__THE PROBLEM__
Lines holding the string "match" are the ones to copy; find them all in the data.

__AVAILABLE DATA__
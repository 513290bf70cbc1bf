use std::fmt;
use std::path::Path;

const HEADER_SIZE: usize = 16;
const MAGIC_NUMBERS: &[u8; 4] = b"NES\x1a";

#[derive(Debug, PartialEq, Clone, Copy)]
pub enum MapperType {
    Nrom = 0,
    Mmc1 = 1,
    Uxrom = 2,
    Cnrom = 3,
    Mmc3 = 4,
    Unknown,
}

#[derive(Debug, PartialEq, Clone, Copy)]
pub enum Mirroring {
    Vertical,
    Horizontal,
    FourScreen,
}

/// Failures that can occur loading or validating a cartridge image. Only NROM
/// is supported; anything else is reported, not silently coerced.
#[derive(Debug, Clone)]
pub enum RomError {
    Io(String),
    Truncated { expected: usize, got: usize },
    BadMagic,
    UnsupportedMapper { id: u8, mapper: MapperType },
    BadPrgSize { units: u8 },
}

impl fmt::Display for RomError {
    fn fmt(&self, f: &mut fmt::Formatter<'_>) -> fmt::Result {
        match self {
            RomError::Io(msg) => write!(f, "failed to read ROM file: {}", msg),
            RomError::Truncated { expected, got } => {
                write!(f, "ROM data truncated: expected at least {} bytes, got {}", expected, got)
            }
            RomError::BadMagic => write!(f, "file is not in iNES format (bad magic number)"),
            RomError::UnsupportedMapper { id, mapper } => {
                write!(f, "mapper {} ({:?}) is not supported", id, mapper)
            }
            RomError::BadPrgSize { units } => {
                write!(f, "invalid NROM PRG size: {} units (must be 1 or 2)", units)
            }
        }
    }
}

impl std::error::Error for RomError {}

#[allow(dead_code)]
#[derive(Debug, Clone, Copy)]
pub struct NesHeader {
    pub magic_numbers: [u8; 4],
    pub prg_rom_size: u8,
    pub chr_rom_size: u8,
    pub flags_6: u8,
    pub flags_7: u8,
    pub prg_ram_size: u8,
    pub flags_9: u8,
    pub flags_10: u8,
    pub reserved: [u8; 5],
}

/// A parsed iNES cartridge image. Only mapper 0 (NROM) is supported; see
/// `check_validity`.
#[allow(dead_code)]
#[derive(Debug, Clone)]
pub struct Rom {
    pub header: NesHeader,
    pub mirroring: Mirroring,
    pub mapper: u8,
    pub prg_rom: Vec<u8>,
    pub chr_rom: Vec<u8>,
}

impl Rom {
    /// Reads an iNES file from disk and parses it, running the same validity
    /// check the CLI entry point relies on.
    pub fn load(path: impl AsRef<Path>) -> Result<Rom, RomError> {
        let data = std::fs::read(path).map_err(|e| RomError::Io(e.to_string()))?;
        let rom = Self::parse_nes_rom(data)?;
        rom.check_validity()?;
        Ok(rom)
    }

    pub fn parse_nes_rom(rom_data: Vec<u8>) -> Result<Rom, RomError> {
        if rom_data.len() < HEADER_SIZE {
            return Err(RomError::Truncated { expected: HEADER_SIZE, got: rom_data.len() });
        }
        if &rom_data[0..4] != MAGIC_NUMBERS {
            return Err(RomError::BadMagic);
        }

        let header = NesHeader {
            magic_numbers: [rom_data[0], rom_data[1], rom_data[2], rom_data[3]],
            prg_rom_size: rom_data[4],
            chr_rom_size: rom_data[5],
            flags_6: rom_data[6],
            flags_7: rom_data[7],
            prg_ram_size: rom_data[8],
            flags_9: rom_data[9],
            flags_10: rom_data[10],
            reserved: [rom_data[11], rom_data[12], rom_data[13], rom_data[14], rom_data[15]],
        };

        // Bits 4-7 of byte 6 are the lower nibble of the mapper, bits 4-7 of byte 7 the upper.
        let mapper = (header.flags_7 & 0b1111_0000) | (header.flags_6 >> 4);

        let has_trainer = (header.flags_6 & 0b0000_0100) != 0;
        let four_screen = (header.flags_6 & 0b0000_1000) != 0;
        let mirrored = (header.flags_6 & 0b0000_0001) != 0;

        let mirroring = if four_screen {
            Mirroring::FourScreen
        } else if mirrored {
            Mirroring::Horizontal
        } else {
            Mirroring::Vertical
        };

        let prg_rom_start = HEADER_SIZE + if has_trainer { 512 } else { 0 };
        let prg_rom_len = header.prg_rom_size as usize * 16384;
        let chr_rom_start = prg_rom_start + prg_rom_len;
        let chr_rom_len = header.chr_rom_size as usize * 8192;

        let needed = chr_rom_start + chr_rom_len;
        if rom_data.len() < needed {
            return Err(RomError::Truncated { expected: needed, got: rom_data.len() });
        }

        Ok(Rom {
            header,
            prg_rom: rom_data[prg_rom_start..(prg_rom_start + prg_rom_len)].to_vec(),
            chr_rom: rom_data[chr_rom_start..(chr_rom_start + chr_rom_len)].to_vec(),
            mirroring,
            mapper,
        })
    }

    pub fn get_mapper_type(&self) -> MapperType {
        match self.mapper {
            0 => MapperType::Nrom,
            1 => MapperType::Mmc1,
            2 => MapperType::Uxrom,
            3 => MapperType::Cnrom,
            4 => MapperType::Mmc3,
            _ => MapperType::Unknown,
        }
    }

    /// NROM-only sanity check: PRG ROM must be 16KB or 32KB. Any other mapper
    /// is rejected outright rather than half-supported.
    pub fn check_validity(&self) -> Result<(), RomError> {
        match self.get_mapper_type() {
            MapperType::Nrom => {
                if self.header.prg_rom_size != 1 && self.header.prg_rom_size != 2 {
                    return Err(RomError::BadPrgSize { units: self.header.prg_rom_size });
                }
                Ok(())
            }
            other => Err(RomError::UnsupportedMapper { id: self.mapper, mapper: other }),
        }
    }

    /// Reads PRG ROM at a bus-relative offset (0-based from 0x8000), mirroring
    /// a 16KB image into the upper half of the cartridge window.
    pub fn read_prg(&self, mut addr: u16) -> u8 {
        if self.prg_rom.len() == 16384 {
            addr %= 16384;
        }
        self.prg_rom[addr as usize]
    }

    #[allow(dead_code)]
    pub fn test_rom() -> Rom {
        let header = NesHeader {
            magic_numbers: [0x4E, 0x45, 0x53, 0x1A],
            prg_rom_size: 1,
            chr_rom_size: 1,
            flags_6: 0,
            flags_7: 0,
            prg_ram_size: 0,
            flags_9: 0,
            flags_10: 0,
            reserved: [0; 5],
        };

        let prg_data = vec![0xEA; 16384];
        let chr_data = vec![0x00; 8192];

        Rom {
            header,
            mirroring: Mirroring::Horizontal,
            mapper: 0,
            prg_rom: prg_data,
            chr_rom: chr_data,
        }
    }
}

__TASK RESPONSE__
        match self {
        match self.mapper {
        match self.get_mapper_type() {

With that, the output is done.